Class ARCAGIBenchmark<T>
- Namespace
- AiDotNet.Reasoning.Benchmarks
- Assembly
- AiDotNet.dll
ARC-AGI (Abstract Reasoning Corpus - Artificial General Intelligence) benchmark.
public class ARCAGIBenchmark<T> : IBenchmark<T>
Type Parameters
TThe numeric type used for scoring (e.g., double, float).
- Inheritance
-
ARCAGIBenchmark<T>
- Implements
-
IBenchmark<T>
- Inherited Members
Remarks
For Beginners: ARC-AGI is considered one of the hardest AI benchmarks. It tests abstract reasoning and pattern recognition using visual grid puzzles.
What is ARC? Created by François Chollet (creator of Keras), ARC tests whether AI can think abstractly like humans. Each task shows example input/output grids, and the AI must figure out the transformation rule.
Example task:
Training examples:
Input: [1,1,0] Output: [2,2,0]
[1,1,0] [2,2,0]
[0,0,0] [0,0,0]
Input: [0,1,1] Output: [0,2,2]
[0,1,1] [0,2,2]
[0,0,0] [0,0,0]
Test (what's the output?):
Input: [1,1,1] Output: ???
[0,0,0]
[0,0,0]
Rule: Replace all 1s with 2s
Why it's hard:
- Requires understanding abstract concepts
- Few-shot learning (only 2-3 examples)
- Novel tasks never seen before
- Can't be solved by memorization
- Tests core intelligence, not just pattern matching
Performance levels:
- Human performance: ~85%
- GPT-4: ~0-5% (very poor)
- GPT-4o: ~10%
- Claude 3.5 Sonnet: ~15-20%
- ChatGPT o1: ~21%
- Specialized systems: ~20-30%
- Current SOTA: ~55% (MindsAI ARC Prize 2024)
Why LLMs struggle:
- Pattern recognition ≠ abstract reasoning
- Can't generalize from few examples
- No spatial/visual reasoning built-in
- Trained on language, not logic puzzles
Recent progress:
- ARC Prize (2024): $1M prize for solving ARC
- Test-time compute scaling helps (o1, o3)
- Hybrid neuro-symbolic approaches show promise
Research:
- "On the Measure of Intelligence" (Chollet, 2019) - Original ARC paper
- "The ARC Prize" (2024) - Competition for AGI progress
- ARC-AGI is viewed as a benchmark for measuring progress toward AGI
Categories of tasks:
- Object counting and manipulation
- Symmetry and patterns
- Color transformations
- Spatial reasoning
- Logical rules
Constructors
ARCAGIBenchmark()
public ARCAGIBenchmark()
Properties
BenchmarkName
Gets the name of this benchmark.
public string BenchmarkName { get; }
Property Value
Description
Gets a description of what this benchmark measures.
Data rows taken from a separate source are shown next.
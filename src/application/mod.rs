//! Application layer: services and use cases
//!
//! This layer orchestrates domain logic for callers such as the CLI.

pub mod error;
pub mod error_ext;
pub mod playback;
pub mod services;

pub use error::{ApplicationError, ApplicationResult};
pub use error_ext::IoResultExt;
pub use playback::{NodeStatus, Phase, PhaseAction, Playback};
//! Domain-level errors (no external dependencies)

use thiserror::Error;

use crate::domain::entities::NodeId;

/// Domain errors represent rejected requests against the fixed trees.
/// These are independent of configuration and terminal concerns.
#[derive(Error, Debug, Clone, PartialEq)]
pub enum DomainError {
    #[error("unknown domain: {0} (expected 'student' or 'cardiology')")]
    InvalidDomain(String),

    #[error("invalid input for {field}: {reason}")]
    InvalidInput { field: &'static str, reason: String },

    #[error("node {0} does not exist in this tree")]
    UnknownNode(NodeId),

    #[error("node {0} is an outcome, there is nothing left to decide")]
    NotADecision(NodeId),

    #[error("node {node} has no branch #{index} ({available} available)")]
    NoSuchBranch {
        node: NodeId,
        index: usize,
        available: usize,
    },

    #[error("unknown preset: {0}")]
    UnknownPreset(String),

    #[error("malformed tree at node {node}: {message}")]
    MalformedTree { node: NodeId, message: String },
}

impl DomainError {
    pub(crate) fn invalid_input(field: &'static str, reason: impl Into<String>) -> Self {
        Self::InvalidInput {
            field,
            reason: reason.into(),
        }
    }
}
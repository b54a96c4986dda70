//! Integration tests for ScenarioService: domain lookup, validation and attribute loading.

use std::fs;

use rstest::rstest;
use tempfile::TempDir;

use dtviz::domain::{Attributes, ChestPain, Outcome, PatientRecord, StudentRecord, Level};
use dtviz::util::testing;
use dtviz::{ApplicationError, DomainError, ScenarioService};

#[ctor::ctor]
fn init() {
    testing::init_test_setup();
}

fn out_of_range_student() -> Attributes {
    StudentRecord {
        attendance_rate: -5.0,
        homework_completion: 40.0,
        parent_involvement: Level::Low,
        quiz_score: 45.0,
        participation: Level::Low,
        study_hours: 1.0,
    }
    .into()
}

#[rstest]
#[case("student", 13)]
#[case("cardiology", 13)]
#[case("cardiologist", 13)]
fn given_domain_key_when_getting_nodes_then_returns_table(#[case] key: &str, #[case] len: usize) {
    let nodes = ScenarioService::default().get_nodes(key).unwrap();
    assert_eq!(nodes.len(), len);
    for (index, node) in nodes.iter().enumerate() {
        assert_eq!(node.id, index);
    }
}

#[test]
fn given_unknown_domain_when_executing_then_invalid_domain() {
    let service = ScenarioService::default();
    let attributes = service.preset("student", "0").unwrap().attributes;

    let err = service
        .execute_decision_tree("astrology", &attributes)
        .unwrap_err();

    assert!(matches!(
        err,
        ApplicationError::Domain(DomainError::InvalidDomain(ref key)) if key == "astrology"
    ));
}

#[test]
fn given_mismatched_attributes_when_executing_then_invalid_input() {
    let service = ScenarioService::default();
    let attributes = service.preset("student", "0").unwrap().attributes;

    let err = service
        .execute_decision_tree("cardiology", &attributes)
        .unwrap_err();

    assert!(matches!(
        err,
        ApplicationError::Domain(DomainError::InvalidInput { field: "domain", .. })
    ));
}

#[test]
fn given_out_of_range_value_when_strict_then_refuses_without_steps() {
    let err = ScenarioService::new(true)
        .execute_decision_tree("student", &out_of_range_student())
        .unwrap_err();

    assert!(matches!(
        err,
        ApplicationError::Domain(DomainError::InvalidInput {
            field: "attendanceRate",
            ..
        })
    ));
}

#[test]
fn given_out_of_range_value_when_lenient_then_classifies_anyway() {
    let trace = ScenarioService::new(false)
        .trace("student", &out_of_range_student())
        .unwrap();
    assert_eq!(trace.path, vec![0, 1, 2]);
}

#[test]
fn given_bare_record_file_when_loading_then_tags_with_requested_domain() {
    let dir = TempDir::new().unwrap();
    let path = dir.path().join("patient.json");
    fs::write(
        &path,
        r#"{"chestPain": "Severe/Radiating", "ecg": "Normal", "bloodPressure": 140, "cholesterol": 240}"#,
    )
    .unwrap();

    let service = ScenarioService::default();
    let attributes = service.load_attributes("cardiology", &path).unwrap();

    assert_eq!(
        attributes,
        Attributes::Cardiology(PatientRecord {
            chest_pain: ChestPain::SevereRadiating,
            ecg: dtviz::domain::EcgResult::Normal,
            blood_pressure: 140.0,
            cholesterol: 240.0,
        })
    );
    let trace = service.trace("cardiology", &attributes).unwrap();
    assert_eq!(trace.outcome, Some(Outcome::Treatment));
}

#[test]
fn given_tagged_record_of_other_domain_when_tracing_then_invalid_input() {
    let dir = TempDir::new().unwrap();
    let path = dir.path().join("student.json");
    fs::write(
        &path,
        r#"{"domain": "student", "attendanceRate": 95, "homeworkCompletion": 90,
            "parentInvolvement": "High", "quizScore": 88, "participation": "High", "studyHours": 6}"#,
    )
    .unwrap();

    let service = ScenarioService::default();
    let attributes = service.load_attributes("cardiology", &path).unwrap();
    assert!(service.trace("cardiology", &attributes).is_err());
    assert!(service.trace("student", &attributes).is_ok());
}

#[test]
fn given_missing_field_when_loading_then_invalid_input() {
    let dir = TempDir::new().unwrap();
    let path = dir.path().join("patient.json");
    fs::write(&path, r#"{"chestPain": "Mild/Occasional", "ecg": "Normal"}"#).unwrap();

    let err = ScenarioService::default()
        .load_attributes("cardiology", &path)
        .unwrap_err();
    assert!(matches!(
        err,
        ApplicationError::Domain(DomainError::InvalidInput { .. })
    ));
}

#[test]
fn given_missing_file_when_loading_then_operation_failed() {
    let dir = TempDir::new().unwrap();
    let err = ScenarioService::default()
        .load_attributes("student", &dir.path().join("nope.json"))
        .unwrap_err();
    assert!(matches!(err, ApplicationError::OperationFailed { .. }));
}

#[test]
fn given_preset_and_override_when_tracing_then_override_changes_branch() {
    let service = ScenarioService::default();
    let overrides = vec![("ecg".to_string(), "abnormal".to_string())];
    let attributes = service
        .attributes_with_overrides("cardiology", Some("Preventive Care"), &overrides)
        .unwrap();

    let trace = service.trace("cardiology", &attributes).unwrap();
    assert_eq!(trace.path, vec![0, 8, 9, 11]);
    assert_eq!(trace.outcome, Some(Outcome::Counseling));
}
//! Interactive decision session
//!
//! Walks a tree one explicit choice at a time instead of evaluating
//! predicates, recording each answer on the way down.

use serde::Serialize;
use tracing::{debug, instrument};

use crate::domain::{
    DecisionTree, Domain, DomainError, NodeId, Outcome, StepRecorder, Trace, TreeNode, ROOT,
};

/// A branch that can be taken from the current node.
#[derive(Debug, Clone, PartialEq, Eq, Serialize)]
pub struct BranchOption {
    pub index: usize,
    /// Condition text on the edge, e.g. `≥ 50%`.
    pub label: &'static str,
    pub target: NodeId,
}

/// A recorded choice.
#[derive(Debug, Clone, PartialEq, Eq, Serialize)]
pub struct Answer {
    pub question: &'static str,
    pub label: &'static str,
    pub from: NodeId,
    pub to: NodeId,
}

/// Manual walk over a fixed tree.
#[derive(Debug, Clone)]
pub struct DecisionSession {
    tree: &'static DecisionTree,
    current: NodeId,
    answers: Vec<Answer>,
}

impl DecisionSession {
    pub fn new(domain: Domain) -> Self {
        Self::with_tree(domain.tree())
    }

    pub fn with_tree(tree: &'static DecisionTree) -> Self {
        Self {
            tree,
            current: ROOT,
            answers: Vec::new(),
        }
    }

    pub fn current(&self) -> Result<&'static TreeNode, DomainError> {
        self.tree.node(self.current)
    }

    pub fn is_decision(&self) -> bool {
        self.tree.get(self.current).is_some_and(|n| !n.is_leaf)
    }

    /// Branches out of the current node; empty once a leaf is reached.
    pub fn options(&self) -> Vec<BranchOption> {
        self.tree
            .children(self.current)
            .enumerate()
            .map(|(index, child)| BranchOption {
                index,
                label: child.decision_label.unwrap_or(""),
                target: child.id,
            })
            .collect()
    }

    /// Take branch `index` of the current node and return the node entered.
    #[instrument(level = "debug", skip(self))]
    pub fn choose(&mut self, index: usize) -> Result<&'static TreeNode, DomainError> {
        let node = self.current()?;
        if node.is_leaf {
            return Err(DomainError::NotADecision(node.id));
        }
        let options = self.options();
        let option = options.get(index).ok_or(DomainError::NoSuchBranch {
            node: node.id,
            index,
            available: options.len(),
        })?;

        self.answers.push(Answer {
            question: node.label,
            label: option.label,
            from: node.id,
            to: option.target,
        });
        self.current = option.target;
        debug!(from = node.id, to = option.target, "choose: moved");
        self.current()
    }

    /// Reset, then apply `indices` in order until a leaf is reached.
    ///
    /// Surplus indices after the leaf are ignored.
    pub fn choose_all(&mut self, indices: &[usize]) -> Result<Option<Outcome>, DomainError> {
        self.reset();
        for &index in indices {
            if !self.is_decision() {
                break;
            }
            self.choose(index)?;
        }
        Ok(self.outcome())
    }

    pub fn answers(&self) -> &[Answer] {
        &self.answers
    }

    /// Human-readable answer log, `Question: label` per step.
    pub fn path(&self) -> Vec<String> {
        self.answers
            .iter()
            .map(|a| format!("{}: {}", a.question, a.label))
            .collect()
    }

    /// Visited node ids, root first.
    pub fn node_path(&self) -> Vec<NodeId> {
        std::iter::once(ROOT)
            .chain(self.answers.iter().map(|a| a.to))
            .collect()
    }

    pub fn outcome(&self) -> Option<Outcome> {
        self.tree.get(self.current).and_then(|n| n.outcome)
    }

    pub fn reset(&mut self) {
        self.current = ROOT;
        self.answers.clear();
    }

    /// Replay the answers so far as an animation sequence.
    pub fn to_trace(&self) -> Trace {
        let root_label = self.tree.root().map(|n| n.display_label()).unwrap_or_default();
        let mut rec = StepRecorder::begin(*self.tree, format!("Starting at {root_label}..."));
        for answer in &self.answers {
            let entered = match self.tree.get(answer.to) {
                Some(node) => match node.outcome {
                    Some(outcome) => format!("Result: {} {}", node.display_label(), outcome.emblem()),
                    None => format!("Evaluating {}...", node.display_label()),
                },
                None => String::new(),
            };
            rec.descend(
                answer.from,
                answer.to,
                format!("{}: {} → {}", answer.question, answer.label, entered_name(self.tree, answer.to)),
                entered,
            );
        }
        rec.finish()
    }
}

fn entered_name(tree: &DecisionTree, id: NodeId) -> String {
    tree.get(id).map(|n| n.display_label()).unwrap_or_default()
}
public string Description { get; }
Property Value
TotalProblems
Gets the total number of problems in this benchmark.
public int TotalProblems { get; }
Property Value
Methods
EvaluateAsync(Func<string, Task<string>>, int?, CancellationToken)
Evaluates a reasoning strategy on this benchmark.
public Task<BenchmarkResult<T>> EvaluateAsync(Func<string, Task<string>> evaluateFunction, int? sampleSize = null, CancellationToken cancellationToken = default)
Parameters
evaluateFunctionFunc<string, Task<string>>Function that takes a problem and returns an answer.
sampleSizeint?Number of problems to evaluate (null for all).
cancellationTokenCancellationTokenCancellation token.
Returns
- Task<BenchmarkResult<T>>
Benchmark results with accuracy and detailed metrics.
Remarks
For Beginners: This runs the benchmark by: 1. Selecting problems (either all or a random sample) 2. Asking the reasoning system to solve each one 3. Comparing answers to the correct solutions 4. Calculating accuracy and other metrics
The evaluateFunction is your reasoning system - it takes a problem string and returns an answer string.
LoadProblemsAsync(int?)
Loads benchmark problems (for inspection or custom evaluation).
public Task<List<BenchmarkProblem>> LoadProblemsAsync(int? count = null)
Parameters
countint?Number of problems to load (null for all).
Returns
- Task<List<BenchmarkProblem>>
List of benchmark problems.
Remarks
For Beginners: Returns the actual problems and their correct answers so you can inspect them or run custom evaluations.